§ What you need to do: The required answer is a copy of each line in the entries below that includes "sessions".
*** Opening Source data ***
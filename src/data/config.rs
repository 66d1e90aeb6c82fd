//! Game configuration
//!
//! Loaded from `assets/data/config.ron`, falling back to built-in defaults
//! when the file is missing, unreadable or describes an unplayable world.

use std::fs;
use std::path::{Path, PathBuf};

use serde::{Deserialize, Serialize};
use thiserror::Error;

/// Where the config file lives, relative to the working directory
pub const CONFIG_PATH: &str = "assets/data/config.ron";

/// Save file name used when no path is configured
pub const DEFAULT_SAVE_FILE: &str = "savegame.dat";

#[derive(Debug, Clone, PartialEq, Eq, Error)]
pub enum ConfigError {
    #[error("map must be at least 1x1, got {width}x{height}")]
    EmptyMap { width: i32, height: i32 },
    #[error("inventory must be at least 1x1, got {width}x{height}")]
    EmptyInventory { width: u8, height: u8 },
    #[error("{needed} entities cannot fit on a map of {cells} cells")]
    Overcrowded { needed: usize, cells: usize },
    #[error("ground item range {min}..={max} is invalid (cap {cap})")]
    GroundItemRange { min: usize, max: usize, cap: usize },
    #[error("final level must be at least 1")]
    NoLevels,
}

/// Pauses the console takes after notable events
#[derive(Debug, Clone, Copy, PartialEq, Eq, Serialize, Deserialize)]
#[serde(default)]
pub struct Delays {
    pub short_ms: u64,
    pub long_ms: u64,
    pub finale_ms: u64,
}

impl Default for Delays {
    fn default() -> Self {
        Self {
            short_ms: 1000,
            long_ms: 2000,
            finale_ms: 3000,
        }
    }
}

impl Delays {
    /// No pauses at all, for scripted sessions
    pub fn none() -> Self {
        Self {
            short_ms: 0,
            long_ms: 0,
            finale_ms: 0,
        }
    }
}

/// Tunables for a play session
#[derive(Debug, Clone, PartialEq, Eq, Serialize, Deserialize)]
#[serde(default)]
pub struct GameConfig {
    pub map_width: i32,
    pub map_height: i32,
    pub enemies_per_level: usize,
    pub traps_per_level: usize,
    pub inventory_width: u8,
    pub inventory_height: u8,
    /// Ground item cap; drops beyond it are discarded
    pub max_ground_items: usize,
    pub ground_items_min: usize,
    pub ground_items_max: usize,
    /// Kills on one level needed to open the portal
    pub portal_kill_threshold: u32,
    /// Taking the portal on this level wins the game
    pub final_level: u32,
    /// Fixed RNG seed for reproducible sessions
    pub seed: Option<u64>,
    pub save_file: Option<PathBuf>,
    pub delays: Delays,
}

impl Default for GameConfig {
    fn default() -> Self {
        Self {
            map_width: 10,
            map_height: 12,
            enemies_per_level: 5,
            traps_per_level: 12,
            inventory_width: 10,
            inventory_height: 10,
            max_ground_items: 10,
            ground_items_min: 5,
            ground_items_max: 10,
            portal_kill_threshold: 5,
            final_level: 3,
            seed: None,
            save_file: None,
            delays: Delays::default(),
        }
    }
}

impl GameConfig {
    /// Load from [`CONFIG_PATH`], or use defaults
    pub fn load() -> Self {
        Self::load_from(Path::new(CONFIG_PATH))
    }

    /// Load from a RON file, falling back to defaults on any problem
    pub fn load_from(path: &Path) -> Self {
        if !path.exists() {
            log::info!("No config at {}, using defaults", path.display());
            return Self::default();
        }

        let config: GameConfig = match fs::read_to_string(path) {
            Ok(content) => match ron::from_str(&content) {
                Ok(config) => config,
                Err(e) => {
                    log::warn!("Failed to parse {}: {}", path.display(), e);
                    return Self::default();
                }
            },
            Err(e) => {
                log::warn!("Failed to read {}: {}", path.display(), e);
                return Self::default();
            }
        };

        match config.validate() {
            Ok(()) => {
                log::info!("Loaded config from {}", path.display());
                config
            }
            Err(e) => {
                log::warn!("Rejected config {}: {}", path.display(), e);
                Self::default()
            }
        }
    }

    /// Entities that must fit on the map at the deepest level
    fn worst_case_population(&self) -> usize {
        let bonus = (self.final_level / 2) as usize;
        // player + portal + enemies + traps + ground items
        2 + self.enemies_per_level + bonus + self.traps_per_level + bonus + self.ground_items_max
    }

    /// Reject configurations where placement could never finish
    pub fn validate(&self) -> Result<(), ConfigError> {
        if self.map_width < 1 || self.map_height < 1 {
            return Err(ConfigError::EmptyMap {
                width: self.map_width,
                height: self.map_height,
            });
        }
        if self.inventory_width == 0 || self.inventory_height == 0 {
            return Err(ConfigError::EmptyInventory {
                width: self.inventory_width,
                height: self.inventory_height,
            });
        }
        if self.final_level == 0 {
            return Err(ConfigError::NoLevels);
        }
        if self.ground_items_min > self.ground_items_max
            || self.ground_items_max > self.max_ground_items
        {
            return Err(ConfigError::GroundItemRange {
                min: self.ground_items_min,
                max: self.ground_items_max,
                cap: self.max_ground_items,
            });
        }

        let cells = (self.map_width as usize) * (self.map_height as usize);
        let needed = self.worst_case_population();
        if needed > cells {
            return Err(ConfigError::Overcrowded { needed, cells });
        }
        Ok(())
    }

    /// Resolve where the save file goes
    pub fn save_path(&self) -> PathBuf {
        match &self.save_file {
            Some(path) => path.clone(),
            None => default_save_path(),
        }
    }
}

/// Platform data directory, or the working directory if there is none
pub fn default_save_path() -> PathBuf {
    use directories::ProjectDirs;

    if let Some(proj_dirs) = ProjectDirs::from("com", "gridrpg", "GridRPG") {
        let mut path = proj_dirs.data_local_dir().to_path_buf();
        path.push(DEFAULT_SAVE_FILE);
        path
    } else {
        PathBuf::from(".").join(DEFAULT_SAVE_FILE)
    }
}

#[cfg(test)]
mod tests {
    use super::*;
    use std::io::Write;

    #[test]
    fn test_defaults_are_valid() {
        let config = GameConfig::default();
        assert_eq!(config.validate(), Ok(()));
        assert_eq!((config.map_width, config.map_height), (10, 12));
        assert_eq!(config.delays.long_ms, 2000);
    }

    #[test]
    fn test_overcrowded_map_rejected() {
        let config = GameConfig {
            map_width: 3,
            map_height: 3,
            ..GameConfig::default()
        };
        assert!(matches!(config.validate(), Err(ConfigError::Overcrowded { .. })));
    }

    #[test]
    fn test_zero_inventory_rejected() {
        let config = GameConfig {
            inventory_height: 0,
            ..GameConfig::default()
        };
        assert!(matches!(config.validate(), Err(ConfigError::EmptyInventory { .. })));
    }

    #[test]
    fn test_partial_ron_fills_defaults() {
        let mut file = tempfile::NamedTempFile::new().unwrap();
        write!(file, "(map_width: 12, seed: Some(42), delays: (short_ms: 0))").unwrap();

        let config = GameConfig::load_from(file.path());
        assert_eq!(config.map_width, 12);
        assert_eq!(config.map_height, 12);
        assert_eq!(config.seed, Some(42));
        assert_eq!(config.delays.short_ms, 0);
        assert_eq!(config.delays.long_ms, 2000);
    }

    #[test]
    fn test_bad_file_falls_back() {
        let mut file = tempfile::NamedTempFile::new().unwrap();
        write!(file, "this is not ron").unwrap();
        assert_eq!(GameConfig::load_from(file.path()), GameConfig::default());

        let missing = Path::new("/definitely/not/here/config.ron");
        assert_eq!(GameConfig::load_from(missing), GameConfig::default());
    }

    #[test]
    fn test_explicit_save_file() {
        let config = GameConfig {
            save_file: Some(PathBuf::from("/tmp/x.dat")),
            ..GameConfig::default()
        };
        assert_eq!(config.save_path(), PathBuf::from("/tmp/x.dat"));
        assert!(default_save_path().ends_with(DEFAULT_SAVE_FILE));
    }
}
*** Closing Source data ***
§ Solution to the exercise:
    /// No pauses at all, for scripted sessions
    /// Fixed RNG seed for reproducible sessions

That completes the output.